Still waiting.

So I didn’t hear anything today, but spent a good bit more time googling, as a result of which I now own about fifty dollars worth of heavy-duty sunblock. And a new hat.

The upshot of all of this is that the chances of a kiddo between 10 and 14 getting melanoma is like 4 in a million, and there aren’t even numbers for kids younger than that, so I’m being completely and entirely irrational.

That being said, I am still a bit on the apprehensive side. Okay, more than a bit on the apprehensive side.

Off to take a valium now. Wait, we don’t have any valium. Shoot. What I need is a cozy, and maybe some chamomile tea. And perhaps a frontal lobotomy.

Is there such a thing as a worry gene? Because I think I got it…

6 Responses

  1. Being a mother is definitely not for sissies. I’ve been terrified for almost 20 years now…about everything. When Jake went blind last fall, I wasn’t even surprised because I was expecting something scary since he was born. Now that’s sick!! Melissa P. S. I still think Abby is a moley girl like Grace and all her moley friends.

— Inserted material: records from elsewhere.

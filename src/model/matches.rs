use std::str::FromStr;

use chrono::{DateTime, Utc};
use thiserror::Error;

use crate::domain::standings::CompletedMatch;

/// Lifecycle state of a match.
#[derive(Debug, Clone, Copy, PartialEq, Eq)]
pub enum MatchStatus {
    Scheduled,
    InProgress,
    Completed,
}

impl MatchStatus {
    pub fn as_str(&self) -> &'static str {
        match self {
            Self::Scheduled => "scheduled",
            Self::InProgress => "in_progress",
            Self::Completed => "completed",
        }
    }
}

/// Error returned when a match status string cannot be recognized.
#[derive(Debug, Error)]
#[error("unrecognized match status '{0}'")]
pub struct ParseMatchStatusError(String);

impl FromStr for MatchStatus {
    type Err = ParseMatchStatusError;

    fn from_str(s: &str) -> Result<Self, Self::Err> {
        match s {
            "scheduled" => Ok(Self::Scheduled),
            "in_progress" => Ok(Self::InProgress),
            "completed" => Ok(Self::Completed),
            other => Err(ParseMatchStatusError(other.to_string())),
        }
    }
}

/// A scheduled or played match between two teams.
#[derive(Debug, Clone, PartialEq, Eq)]
pub struct Match {
    pub id: i32,
    pub season_id: i32,
    pub home_team_id: i32,
    pub away_team_id: i32,
    pub home_score: Option<i32>,
    pub away_score: Option<i32>,
    pub status: MatchStatus,
    pub overtime: bool,
    pub scheduled_at: DateTime<Utc>,
    pub created_at: DateTime<Utc>,
}

impl Match {
    /// Converts an entity model to a match domain model at the repository
    /// boundary. Fails if the stored status string is not a known status.
    pub fn from_entity(entity: entity::matches::Model) -> Result<Self, ParseMatchStatusError> {
        Ok(Self {
            id: entity.id,
            season_id: entity.season_id,
            home_team_id: entity.home_team_id,
            away_team_id: entity.away_team_id,
            home_score: entity.home_score,
            away_score: entity.away_score,
            status: entity.status.parse()?,
            overtime: entity.overtime,
            scheduled_at: entity.scheduled_at,
            created_at: entity.created_at,
        })
    }

    /// Standings-engine snapshot of this match.
    ///
    /// Returns `None` unless the match is completed with both scores present
    /// and non-negative; callers count the `None`s from completed rows as
    /// skipped records.
    pub fn completed_snapshot(&self) -> Option<CompletedMatch> {
        if self.status != MatchStatus::Completed {
            return None;
        }
        let home_score = u32::try_from(self.home_score?).ok()?;
        let away_score = u32::try_from(self.away_score?).ok()?;

        Some(CompletedMatch {
            id: self.id,
            home_team_id: self.home_team_id,
            away_team_id: self.away_team_id,
            home_score,
            away_score,
            overtime: self.overtime,
        })
    }
}

/// Parameters for scheduling a new match.
#[derive(Debug, Clone)]
pub struct CreateMatchParams {
    pub season_id: i32,
    pub home_team_id: i32,
    pub away_team_id: i32,
    pub scheduled_at: DateTime<Utc>,
}

/// Parameters for reporting a final score.
#[derive(Debug, Clone)]
pub struct ReportScoreParams {
    pub id: i32,
    pub home_score: i32,
    pub away_score: i32,
    pub overtime: bool,
}
//! Roles and permissions.
//!
//! A closed set of roles with an explicit inheritance table. Permission
//! checks are set-membership tests over the inherited roles — call sites
//! never compare role strings.

use std::str::FromStr;

use thiserror::Error;

/// League role held by a user, ordered from most to least privileged.
#[derive(Debug, Clone, Copy, PartialEq, Eq)]
pub enum Role {
    Admin,
    Commissioner,
    Manager,
    Member,
}

/// Action gated by a role check.
#[derive(Debug, Clone, Copy, PartialEq, Eq)]
pub enum Permission {
    ManageUsers,
    ManageLeague,
    ManageTeam,
    PlaceBid,
    ViewLeague,
}

impl Permission {
    /// The least privileged role that directly carries this permission.
    fn required_role(&self) -> Role {
        match self {
            Self::ManageUsers => Role::Admin,
            Self::ManageLeague => Role::Commissioner,
            Self::ManageTeam | Self::PlaceBid => Role::Manager,
            Self::ViewLeague => Role::Member,
        }
    }
}

impl Role {
    /// The set of roles this role inherits, itself included.
    pub fn inherits(&self) -> &'static [Role] {
        match self {
            Self::Admin => &[Self::Admin, Self::Commissioner, Self::Manager, Self::Member],
            Self::Commissioner => &[Self::Commissioner, Self::Manager, Self::Member],
            Self::Manager => &[Self::Manager, Self::Member],
            Self::Member => &[Self::Member],
        }
    }

    /// Whether this role (directly or through inheritance) carries the
    /// permission.
    pub fn grants(&self, permission: Permission) -> bool {
        self.inherits().contains(&permission.required_role())
    }

    pub fn as_str(&self) -> &'static str {
        match self {
            Self::Admin => "admin",
            Self::Commissioner => "commissioner",
            Self::Manager => "manager",
            Self::Member => "member",
        }
    }
}

/// Error returned when a role string stored on a user row cannot be
/// recognized.
#[derive(Debug, Error)]
#[error("unrecognized role '{0}'")]
pub struct ParseRoleError(String);

impl FromStr for Role {
    type Err = ParseRoleError;

    fn from_str(s: &str) -> Result<Self, Self::Err> {
        match s {
            "admin" => Ok(Self::Admin),
            "commissioner" => Ok(Self::Commissioner),
            "manager" => Ok(Self::Manager),
            "member" => Ok(Self::Member),
            other => Err(ParseRoleError(other.to_string())),
        }
    }
}
use super::*;

/// Tests scheduling a new match.
///
/// Verifies that the match starts in `scheduled` status with no scores and
/// no overtime flag.
///
/// Expected: Ok with match created
#[tokio::test]
async fn creates_scheduled_match() -> Result<(), DbErr> {
    let test = TestBuilder::new()
        .with_league_tables()
        .build()
        .await
        .unwrap();
    let db = test.db.as_ref().unwrap();

    let (season, home, away) = factory::helpers::create_match_dependencies(db).await?;

    let scheduled_at = Utc::now() + Duration::days(1);
    let repo = MatchRepository::new(db);
    let created = repo
        .create(CreateMatchParams {
            season_id: season.id,
            home_team_id: home.id,
            away_team_id: away.id,
            scheduled_at,
        })
        .await?;

    assert_eq!(created.season_id, season.id);
    assert_eq!(created.home_team_id, home.id);
    assert_eq!(created.away_team_id, away.id);
    assert_eq!(created.status, MatchStatus::Scheduled.as_str());
    assert_eq!(created.home_score, None);
    assert_eq!(created.away_score, None);
    assert!(!created.overtime);
    assert_eq!(created.scheduled_at, scheduled_at);

    Ok(())
}

/// Tests foreign key constraint on season_id.
///
/// Expected: Err(DbErr) due to foreign key constraint violation
#[tokio::test]
async fn fails_for_nonexistent_season() -> Result<(), DbErr> {
    let test = TestBuilder::new()
        .with_league_tables()
        .build()
        .await
        .unwrap();
    let db = test.db.as_ref().unwrap();

    let home = factory::team::create_team(db).await?;
    let away = factory::team::create_team(db).await?;

    let repo = MatchRepository::new(db);
    let result = repo
        .create(CreateMatchParams {
            season_id: 999999,
            home_team_id: home.id,
            away_team_id: away.id,
            scheduled_at: Utc::now() + Duration::days(1),
        })
        .await;

    assert!(result.is_err());

    Ok(())
}
use crate::{
    data::user::UserRepository,
    domain::role::Role,
    model::user::UpsertUserParam,
};
use sea_orm::DbErr;
use test_utils::{builder::TestBuilder, factory};

mod admin_exists;
mod get_all_paginated;
mod set_role;
mod upsert;
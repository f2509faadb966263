use sea_orm::entity::prelude::*;

#[derive(Clone, Debug, PartialEq, Eq, DeriveEntityModel)]
#[sea_orm(table_name = "bid")]
pub struct Model {
    #[sea_orm(primary_key)]
    pub id: i32,
    pub player_id: i32,
    pub team_id: i32,
    pub amount: i64,
    pub expires_at: DateTimeUtc,
    pub status: String,
    pub finalized: bool,
    pub created_at: DateTimeUtc,
}

#[derive(Copy, Clone, Debug, EnumIter, DeriveRelation)]
pub enum Relation {
    #[sea_orm(
        belongs_to = "super::player::Entity",
        from = "Column::PlayerId",
        to = "super::player::Column::Id",
        on_update = "Cascade",
        on_delete = "Cascade"
    )]
    Player,
    #[sea_orm(
        belongs_to = "super::team::Entity",
        from = "Column::TeamId",
        to = "super::team::Column::Id",
        on_update = "Cascade",
        on_delete = "Cascade"
    )]
    Team,
}

impl Related<super::player::Entity> for Entity {
    fn to() -> RelationDef {
        Relation::Player.def()
    }
}

impl Related<super::team::Entity> for Entity {
    fn to() -> RelationDef {
        Relation::Team.def()
    }
}

impl ActiveModelBehavior for ActiveModel {}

  2. Worry comes with the territory.

    I remember (when my kids were small) asking my Mom, “When does a Mom get to stop worrying so much? When your children are what age . . . 18, or . . .?”

    She said, “I still worry about you.”

    We just visited our new grandson, and his (first-time) Mother asked me, “When does this constant worry go away?” 😉

    So apparently, you (we all) are doing what we’re supposed to be doing!

    Holding all the good (and statiscally supported) thoughts for you and Abby,

    Candy

  3. Laura K says:

    Karen –

    Unfortunately, no amount of logic can make the worry go away. But when you find out that there is NOTHING wrong, which you will, don’t let go of the sun block or the hat. My mother had–or, I suppose accurately has–skin cancer, but it was localized and, knock wood, she’s suffered no ill effects since the moles were removed.

    Because of my mother’s skin cancer, and because I had sun poisoning twice as a child, I am considered “high risk” and I have gotten my moles mapped and photographed. I wear 45 sun block and a hat when I go out into heavy sun and when I am vacationing I sit under an umbrella, as well. Like taking my epilepsy meds, the sun protection is something that has now become habit.

    Of course you are going to worry, but I wanted to tell you that even if, but some REALLY PECULIAR, 1-in-4-million chance, she does have something more serious than a mole, that isn’t necessarily as awful as what we tend to think of when we think of the “c” word.

    Please, please let us know!! We’re all pulling for you.

  4. Melissa,

    I know. Shouldn’t they pass out pamphlets at the OB/Gyn’s office? I’ve spent my whole life (well, Abby and Ian’s whole lives) just waiting for catastrophe.

    Am so relieved I can’t speak.

    k

  5. Candy,

    That is NOT comforting… but not surprising.

    And it moves right on into the next generation, doesn’t it? Thousands of years of anxious mothers…

    I often think of how awful it must have been before modern medicine.

    Thanks again, Candy…

    Karen

  6. Laura,

    I am definitely taking the sun protection to heart. I’ve been pretty good so far, but I’m about to get a whole lot better.

    We do, after all, live in Broiler Central. And I plan to live well beyond spring-chickenhood.

    Thanks so much for your well-wishes, Laura… we can wear sunblock and hats together!